Today I successfully was able to get temperature data to log to the SD card, and found out that the finding distance function doesn’t work and also breaks things when I try to use it with another thing I implemented that makes only every 30th gps string log.
Today I wrote some code for determining the arc length across the earth’s surface for two points of latitude an longitude, using mathematics from http://mathforum.org/library/drmath/view/51711.html
Although the curvature of the earth will not interfere heavily with an approximated distance calculation formula, this method allows me to be nearly as accurate as possible, and works well with the latitude/longitude system we use.

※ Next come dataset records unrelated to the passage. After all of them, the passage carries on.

//! Project domain model.
//!
//! # Responsibility
//! - Define the canonical project record and its editable draft.
//! - Validate project codes and the date rules tied to them.
//!
//! # Invariants
//! - `prj_cd` matches `^[A-Z]{3}_[A-Z]{2}[0-9]{2}_[A-Z0-9]{3}$` (ASCII only).
//! - `slug` is the lowercase project code.
//! - `year` is `2000 + prj_cd[6..8]`.
//! - Both dates fall in `year` and `prj_date1 >= prj_date0`.

use chrono::{Datelike, NaiveDate};
use once_cell::sync::Lazy;
use regex::Regex;
use serde::{Deserialize, Serialize};
use std::error::Error;
use std::fmt::{Display, Formatter};
use uuid::Uuid;

pub type ProjectId = Uuid;
pub type FamilyId = Uuid;

static PROJECT_CODE_RE: Lazy<Regex> = Lazy::new(|| {
    Regex::new(r"^[A-Z]{3}_[A-Z]{2}[0-9]{2}_[A-Z0-9]{3}$").expect("valid project code regex")
});

/// Validation failures for project drafts.
#[derive(Debug, Clone, PartialEq, Eq)]
pub enum ProjectValidationError {
    InvalidCode(String),
    EmptyName,
    EndBeforeStart,
    DatesInDifferentYears,
    DatesDisagreeWithCode,
}

impl Display for ProjectValidationError {
    fn fmt(&self, f: &mut Formatter<'_>) -> std::fmt::Result {
        match self {
            Self::InvalidCode(code) => write!(
                f,
                "`{code}` is not a valid project code (expected e.g. LHA_IA12_123)"
            ),
            Self::EmptyName => write!(f, "Project name cannot be empty."),
            Self::EndBeforeStart => write!(f, "Project end date occurs before start date."),
            Self::DatesInDifferentYears => {
                write!(f, "Project start and end date occur in different years.")
            }
            Self::DatesDisagreeWithCode => {
                write!(f, "Project dates do not agree with project code.")
            }
        }
    }
}

impl Error for ProjectValidationError {}

/// Returns `Ok(())` when `code` is a well-formed project code.
pub fn validate_project_code(code: &str) -> Result<(), ProjectValidationError> {
    if PROJECT_CODE_RE.is_match(code) {
        Ok(())
    } else {
        Err(ProjectValidationError::InvalidCode(code.to_string()))
    }
}

/// Two-digit year embedded in a validated project code.
fn code_year_suffix(code: &str) -> Option<&str> {
    code.get(6..8)
}

/// Calendar year encoded in a project code.
pub fn project_year(code: &str) -> Result<i32, ProjectValidationError> {
    validate_project_code(code)?;
    code_year_suffix(code)
        .ok_or_else(|| ProjectValidationError::InvalidCode(code.to_string()))?
        .parse::<i32>()
        .map(|yy| 2000 + yy)
        .map_err(|_| ProjectValidationError::InvalidCode(code.to_string()))
}

/// URL-safe identifier derived from a project code.
pub fn project_slug(code: &str) -> String {
    code.to_lowercase()
}

/// Normalizes tag input: trims, lowercases, drops blanks and duplicates.
///
/// First occurrence order is kept.
pub fn normalize_tags(tags: &[String]) -> Vec<String> {
    let mut normalized: Vec<String> = Vec::with_capacity(tags.len());
    for tag in tags {
        let value = tag.trim().to_lowercase();
        if !value.is_empty() && !normalized.contains(&value) {
            normalized.push(value);
        }
    }
    normalized
}

/// Editable project attributes used for create, edit and copy.
#[derive(Debug, Clone, PartialEq, Eq, Serialize, Deserialize)]
pub struct ProjectDraft {
    pub prj_cd: String,
    pub prj_nm: String,
    pub prj_date0: NaiveDate,
    pub prj_date1: NaiveDate,
    pub prj_ldr: String,
    #[serde(default)]
    pub field_ldr: Option<String>,
    /// Ignored for non-manager callers, who always own what they create.
    #[serde(default)]
    pub owner: Option<String>,
    #[serde(default)]
    pub dba: Option<String>,
    pub project_type_id: i64,
    #[serde(default)]
    pub protocol_id: Option<i64>,
    pub lake_id: i64,
    #[serde(default, rename = "abstract")]
    pub abstract_text: String,
    #[serde(default)]
    pub comment: String,
    #[serde(default)]
    pub risk: String,
    #[serde(default)]
    pub tags: Vec<String>,
    #[serde(default)]
    pub project_team: Vec<String>,
}

impl ProjectDraft {
    /// Checks code format, name and date consistency.
    pub fn validate(&self) -> Result<(), ProjectValidationError> {
        validate_project_code(&self.prj_cd)?;
        if self.prj_nm.trim().is_empty() {
            return Err(ProjectValidationError::EmptyName);
        }
        if self.prj_date1 < self.prj_date0 {
            return Err(ProjectValidationError::EndBeforeStart);
        }
        if self.prj_date0.year() != self.prj_date1.year() {
            return Err(ProjectValidationError::DatesInDifferentYears);
        }
        let yy = format!("{:02}", self.prj_date1.year().rem_euclid(100));
        if code_year_suffix(&self.prj_cd) != Some(yy.as_str()) {
            return Err(ProjectValidationError::DatesDisagreeWithCode);
        }
        Ok(())
    }
}

/// Canonical project record.
#[derive(Debug, Clone, PartialEq, Eq, Serialize, Deserialize)]
pub struct Project {
    pub uuid: ProjectId,
    pub prj_cd: String,
    pub slug: String,
    pub prj_nm: String,
    pub year: i32,
    pub prj_date0: NaiveDate,
    pub prj_date1: NaiveDate,
    pub prj_ldr: String,
    pub field_ldr: Option<String>,
    pub owner: String,
    pub dba: Option<String>,
    pub project_type_id: i64,
    pub protocol_id: Option<i64>,
    pub lake_id: i64,
    #[serde(rename = "abstract")]
    pub abstract_text: String,
    pub comment: String,
    pub risk: String,
    pub family: Option<FamilyId>,
    pub active: bool,
}

impl Project {
    /// Builds a new record from a validated draft.
    ///
    /// `owner` is the resolved owner; the draft's own `owner` is not consulted.
    pub fn from_draft(draft: &ProjectDraft, owner: &str) -> Result<Self, ProjectValidationError> {
        draft.validate()?;
        Ok(Self {
            uuid: Uuid::new_v4(),
            prj_cd: draft.prj_cd.clone(),
            slug: project_slug(&draft.prj_cd),
            prj_nm: draft.prj_nm.trim().to_string(),
            year: project_year(&draft.prj_cd)?,
            prj_date0: draft.prj_date0,
            prj_date1: draft.prj_date1,
            prj_ldr: draft.prj_ldr.clone(),
            field_ldr: draft.field_ldr.clone(),
            owner: owner.to_string(),
            dba: draft.dba.clone(),
            project_type_id: draft.project_type_id,
            protocol_id: draft.protocol_id,
            lake_id: draft.lake_id,
            abstract_text: draft.abstract_text.clone(),
            comment: draft.comment.clone(),
            risk: draft.risk.clone(),
            family: None,
            active: true,
        })
    }

    /// Applies editable draft fields in place. Code, slug and year never change.
    pub fn apply_edit(&mut self, draft: &ProjectDraft) {
        self.prj_nm = draft.prj_nm.trim().to_string();
        self.prj_date0 = draft.prj_date0;
        self.prj_date1 = draft.prj_date1;
        self.prj_ldr = draft.prj_ldr.clone();
        self.field_ldr = draft.field_ldr.clone();
        if let Some(owner) = &draft.owner {
            self.owner = owner.clone();
        }
        self.dba = draft.dba.clone();
        self.project_type_id = draft.project_type_id;
        self.protocol_id = draft.protocol_id;
        self.lake_id = draft.lake_id;
        self.abstract_text = draft.abstract_text.clone();
        self.comment = draft.comment.clone();
        self.risk = draft.risk.clone();
    }

    /// Draft pre-filled from this project, used as the template for copies.
    pub fn to_draft(&self) -> ProjectDraft {
        ProjectDraft {
            prj_cd: self.prj_cd.clone(),
            prj_nm: self.prj_nm.clone(),
            prj_date0: self.prj_date0,
            prj_date1: self.prj_date1,
            prj_ldr: self.prj_ldr.clone(),
            field_ldr: self.field_ldr.clone(),
            owner: Some(self.owner.clone()),
            dba: self.dba.clone(),
            project_type_id: self.project_type_id,
            protocol_id: self.protocol_id,
            lake_id: self.lake_id,
            abstract_text: self.abstract_text.clone(),
            comment: self.comment.clone(),
            risk: self.risk.clone(),
            tags: Vec::new(),
            project_team: Vec::new(),
        }
    }

    /// Last three characters of the project code.
    pub fn suffix(&self) -> &str {
        let len = self.prj_cd.len();
        &self.prj_cd[len.saturating_sub(3)..]
    }
}

impl Display for Project {
    fn fmt(&self, f: &mut Formatter<'_>) -> std::fmt::Result {
        write!(f, "{} ({})", self.prj_nm, self.prj_cd)
    }
}

#[cfg(test)]
mod tests {
    use super::*;

    fn draft(code: &str, start: (i32, u32, u32), end: (i32, u32, u32)) -> ProjectDraft {
        ProjectDraft {
            prj_cd: code.to_string(),
            prj_nm: "Fake Project".to_string(),
            prj_date0: NaiveDate::from_ymd_opt(start.0, start.1, start.2).unwrap(),
            prj_date1: NaiveDate::from_ymd_opt(end.0, end.1, end.2).unwrap(),
            prj_ldr: "hsimpson".to_string(),
            field_ldr: None,
            owner: None,
            dba: None,
            project_type_id: 1,
            protocol_id: None,
            lake_id: 1,
            abstract_text: String::new(),
            comment: String::new(),
            risk: String::new(),
            tags: Vec::new(),
            project_team: Vec::new(),
        }
    }

    #[test]
    fn project_code_pattern_accepts_letters_and_digits_in_suffix() {
        assert!(validate_project_code("LHA_IA12_123").is_ok());
        assert!(validate_project_code("LHA_IA12_ABC").is_ok());
        assert!(validate_project_code("LHA_IA12_1B3").is_ok());
    }

    #[test]
    fn project_code_pattern_rejects_malformed_codes() {
        for bad in ["lha_ia12_123", "LHA_IA12_12", "LHAIA12_123", "LHA_IA1X_123", "LHA_IA12_1234"] {
            assert!(validate_project_code(bad).is_err(), "{bad} should be rejected");
        }
    }

    #[test]
    fn year_and_slug_are_derived_from_code() {
        assert_eq!(project_year("LHA_IA12_123").unwrap(), 2012);
        assert_eq!(project_slug("LHA_IA12_123"), "lha_ia12_123");
    }

    #[test]
    fn end_date_before_start_is_rejected() {
        let err = draft("LHA_IA12_123", (2012, 6, 1), (2012, 5, 1))
            .validate()
            .unwrap_err();
        assert_eq!(err.to_string(), "Project end date occurs before start date.");
    }

    #[test]
    fn dates_must_share_a_year() {
        let err = draft("LHA_IA12_123", (2011, 6, 1), (2012, 5, 1))
            .validate()
            .unwrap_err();
        assert_eq!(err, ProjectValidationError::DatesInDifferentYears);
    }

    #[test]
    fn dates_must_match_code_year() {
        let err = draft("LHA_IA12_123", (2013, 5, 1), (2013, 6, 1))
            .validate()
            .unwrap_err();
        assert_eq!(err, ProjectValidationError::DatesDisagreeWithCode);
    }

    #[test]
    fn display_and_suffix() {
        let project = Project::from_draft(
            &draft("LHA_IA12_123", (2012, 5, 1), (2012, 6, 1)),
            "hsimpson",
        )
        .unwrap();
        assert_eq!(project.to_string(), "Fake Project (LHA_IA12_123)");
        assert_eq!(project.suffix(), "123");
        assert_eq!(project.year, 2012);
    }

    #[test]
    fn tags_are_lowercased_and_deduplicated() {
        let tags = vec![
            "Walleye".to_string(),
            " walleye ".to_string(),
            "".to_string(),
            "Creel".to_string(),
        ];
        assert_eq!(normalize_tags(&tags), vec!["walleye", "creel"]);
    }
}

Also, the temperature sensor should write data to the SD card now. I haven’t tested that yet though.
And I still need to adjust the GPS data logging rate. 1 log per second is a bit too much it seems.
After entirely too long trying to figure out proper GPS string manipulation in order to continue with my project, and after countless lines of code written and re-written, in turns out that the data I was looking for can simply be accessed using a method of the GPS object created at the start of the program. Unbeknownst to me, if I wanted the current hour out of the received GPS data string, I had only needed to write, “GPS.hour”, the epic solution to the problem that plagued my project for weeks.
Also, I have been able to make the temperature sensor function properly, and test to see if it was properly calibrated. It was properly calibrated, and I will soon get the temperature data to log to the SD card as well.
-Testing the temperature sensor
I have sourced an old boogie board which I plan to cut up and shape into my first boat prototype. I will bring it to school either tomorrow or monday of the following week.
Today I touched base with Jack Szczpanski and made plans for the actual shape of the drone. We came up with a semi-final idea of a pontoon boat with all of the sensors, motors, and solar panels attached between the two pontoons. Later this week I plan to make a foam prototype and get at least the temperature sensor onboard.